How to complete this task: The answer must be every line of the data that holds the word "consume".
Records for the task below:
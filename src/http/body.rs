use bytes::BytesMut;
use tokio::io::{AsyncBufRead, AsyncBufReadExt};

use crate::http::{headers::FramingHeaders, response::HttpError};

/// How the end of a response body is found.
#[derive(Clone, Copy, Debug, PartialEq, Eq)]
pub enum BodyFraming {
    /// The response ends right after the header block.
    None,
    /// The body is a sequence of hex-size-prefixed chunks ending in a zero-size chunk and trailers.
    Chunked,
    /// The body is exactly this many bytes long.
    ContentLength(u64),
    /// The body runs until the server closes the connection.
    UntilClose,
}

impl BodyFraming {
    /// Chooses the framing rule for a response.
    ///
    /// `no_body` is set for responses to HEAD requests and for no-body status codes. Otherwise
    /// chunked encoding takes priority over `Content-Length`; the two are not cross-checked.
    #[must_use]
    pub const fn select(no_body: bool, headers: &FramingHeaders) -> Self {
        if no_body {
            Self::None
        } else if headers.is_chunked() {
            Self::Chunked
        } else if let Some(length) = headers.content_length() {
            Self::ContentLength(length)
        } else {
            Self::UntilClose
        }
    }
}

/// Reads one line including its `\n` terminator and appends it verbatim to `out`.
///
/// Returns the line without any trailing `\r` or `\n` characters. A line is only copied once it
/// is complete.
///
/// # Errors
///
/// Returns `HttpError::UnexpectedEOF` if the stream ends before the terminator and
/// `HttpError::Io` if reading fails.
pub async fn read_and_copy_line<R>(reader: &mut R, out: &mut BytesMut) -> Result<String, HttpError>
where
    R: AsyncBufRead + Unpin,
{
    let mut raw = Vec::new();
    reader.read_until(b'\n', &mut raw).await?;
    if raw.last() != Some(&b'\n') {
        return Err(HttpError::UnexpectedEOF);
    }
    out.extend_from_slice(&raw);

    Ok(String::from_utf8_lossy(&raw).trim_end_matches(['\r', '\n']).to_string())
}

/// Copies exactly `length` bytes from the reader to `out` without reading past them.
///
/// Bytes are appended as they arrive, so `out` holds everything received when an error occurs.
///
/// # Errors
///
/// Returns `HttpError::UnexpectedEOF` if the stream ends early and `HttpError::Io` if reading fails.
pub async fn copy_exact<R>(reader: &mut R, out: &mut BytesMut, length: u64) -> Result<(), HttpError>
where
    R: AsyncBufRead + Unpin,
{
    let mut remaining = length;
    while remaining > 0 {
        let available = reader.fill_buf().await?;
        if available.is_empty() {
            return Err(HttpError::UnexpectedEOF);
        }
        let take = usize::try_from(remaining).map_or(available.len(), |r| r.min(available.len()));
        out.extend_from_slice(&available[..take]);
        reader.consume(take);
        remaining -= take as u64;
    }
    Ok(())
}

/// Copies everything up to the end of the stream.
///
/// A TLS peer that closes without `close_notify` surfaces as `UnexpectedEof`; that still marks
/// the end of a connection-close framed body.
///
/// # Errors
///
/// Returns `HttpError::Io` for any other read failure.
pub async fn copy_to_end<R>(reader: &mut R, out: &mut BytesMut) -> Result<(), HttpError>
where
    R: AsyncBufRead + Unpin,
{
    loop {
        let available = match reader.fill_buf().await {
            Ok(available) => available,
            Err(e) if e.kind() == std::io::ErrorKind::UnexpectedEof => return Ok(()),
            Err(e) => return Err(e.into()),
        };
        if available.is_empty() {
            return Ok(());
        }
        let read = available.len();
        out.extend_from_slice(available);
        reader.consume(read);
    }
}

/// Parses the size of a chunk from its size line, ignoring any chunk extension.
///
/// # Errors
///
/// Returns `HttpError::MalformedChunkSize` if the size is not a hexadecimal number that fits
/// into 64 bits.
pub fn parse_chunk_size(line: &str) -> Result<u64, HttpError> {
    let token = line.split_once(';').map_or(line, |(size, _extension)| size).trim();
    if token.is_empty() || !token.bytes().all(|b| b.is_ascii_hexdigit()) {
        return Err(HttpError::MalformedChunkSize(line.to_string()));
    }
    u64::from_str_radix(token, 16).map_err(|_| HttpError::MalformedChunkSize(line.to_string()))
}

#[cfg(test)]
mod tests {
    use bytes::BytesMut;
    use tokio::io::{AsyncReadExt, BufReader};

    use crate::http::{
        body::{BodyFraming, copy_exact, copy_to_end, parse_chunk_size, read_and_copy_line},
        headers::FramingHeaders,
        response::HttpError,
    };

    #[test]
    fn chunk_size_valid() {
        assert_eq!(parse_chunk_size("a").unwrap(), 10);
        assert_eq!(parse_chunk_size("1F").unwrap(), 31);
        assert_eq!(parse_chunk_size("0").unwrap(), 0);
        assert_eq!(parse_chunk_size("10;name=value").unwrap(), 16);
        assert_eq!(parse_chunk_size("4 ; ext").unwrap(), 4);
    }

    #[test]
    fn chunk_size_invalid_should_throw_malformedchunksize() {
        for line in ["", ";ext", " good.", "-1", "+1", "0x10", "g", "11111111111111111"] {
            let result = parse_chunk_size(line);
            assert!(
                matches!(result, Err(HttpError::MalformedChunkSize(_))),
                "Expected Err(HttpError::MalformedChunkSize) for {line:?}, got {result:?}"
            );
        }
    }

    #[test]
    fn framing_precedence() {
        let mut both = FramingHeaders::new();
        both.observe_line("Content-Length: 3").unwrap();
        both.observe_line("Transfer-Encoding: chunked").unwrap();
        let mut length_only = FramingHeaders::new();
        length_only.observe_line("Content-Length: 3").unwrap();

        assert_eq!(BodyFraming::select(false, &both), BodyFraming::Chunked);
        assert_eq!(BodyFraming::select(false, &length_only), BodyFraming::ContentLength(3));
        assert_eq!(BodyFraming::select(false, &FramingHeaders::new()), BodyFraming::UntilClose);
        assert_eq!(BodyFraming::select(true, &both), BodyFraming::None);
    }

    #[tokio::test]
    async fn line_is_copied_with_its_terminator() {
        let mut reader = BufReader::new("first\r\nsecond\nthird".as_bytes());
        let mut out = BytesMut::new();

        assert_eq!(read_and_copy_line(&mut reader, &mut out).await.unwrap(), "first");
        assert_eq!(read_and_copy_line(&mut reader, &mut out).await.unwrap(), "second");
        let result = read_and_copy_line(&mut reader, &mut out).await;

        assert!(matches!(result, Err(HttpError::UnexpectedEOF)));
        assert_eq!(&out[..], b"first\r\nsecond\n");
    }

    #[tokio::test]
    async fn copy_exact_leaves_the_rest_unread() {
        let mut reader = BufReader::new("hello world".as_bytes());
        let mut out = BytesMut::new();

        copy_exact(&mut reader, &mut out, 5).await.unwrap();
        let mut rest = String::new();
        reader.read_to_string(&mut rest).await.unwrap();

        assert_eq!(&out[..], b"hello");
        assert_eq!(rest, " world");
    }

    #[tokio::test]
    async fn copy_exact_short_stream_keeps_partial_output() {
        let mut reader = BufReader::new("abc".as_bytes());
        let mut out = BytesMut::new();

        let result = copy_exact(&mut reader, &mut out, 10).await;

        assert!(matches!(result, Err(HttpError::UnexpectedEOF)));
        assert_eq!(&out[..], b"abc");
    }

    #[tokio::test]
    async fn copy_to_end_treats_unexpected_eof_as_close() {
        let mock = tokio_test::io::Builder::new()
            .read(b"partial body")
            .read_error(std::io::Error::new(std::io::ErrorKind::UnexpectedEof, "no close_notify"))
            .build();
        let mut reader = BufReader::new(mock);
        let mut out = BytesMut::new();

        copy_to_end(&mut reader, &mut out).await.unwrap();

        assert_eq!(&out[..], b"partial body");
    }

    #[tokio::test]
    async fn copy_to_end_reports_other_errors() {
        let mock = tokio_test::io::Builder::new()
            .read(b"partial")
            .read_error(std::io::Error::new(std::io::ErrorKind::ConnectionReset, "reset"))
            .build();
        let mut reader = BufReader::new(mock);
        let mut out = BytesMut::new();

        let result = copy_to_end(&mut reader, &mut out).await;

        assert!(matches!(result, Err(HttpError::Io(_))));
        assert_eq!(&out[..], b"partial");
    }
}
End of Records for the task.
Written answer:
        reader.consume(take);
        reader.consume(read);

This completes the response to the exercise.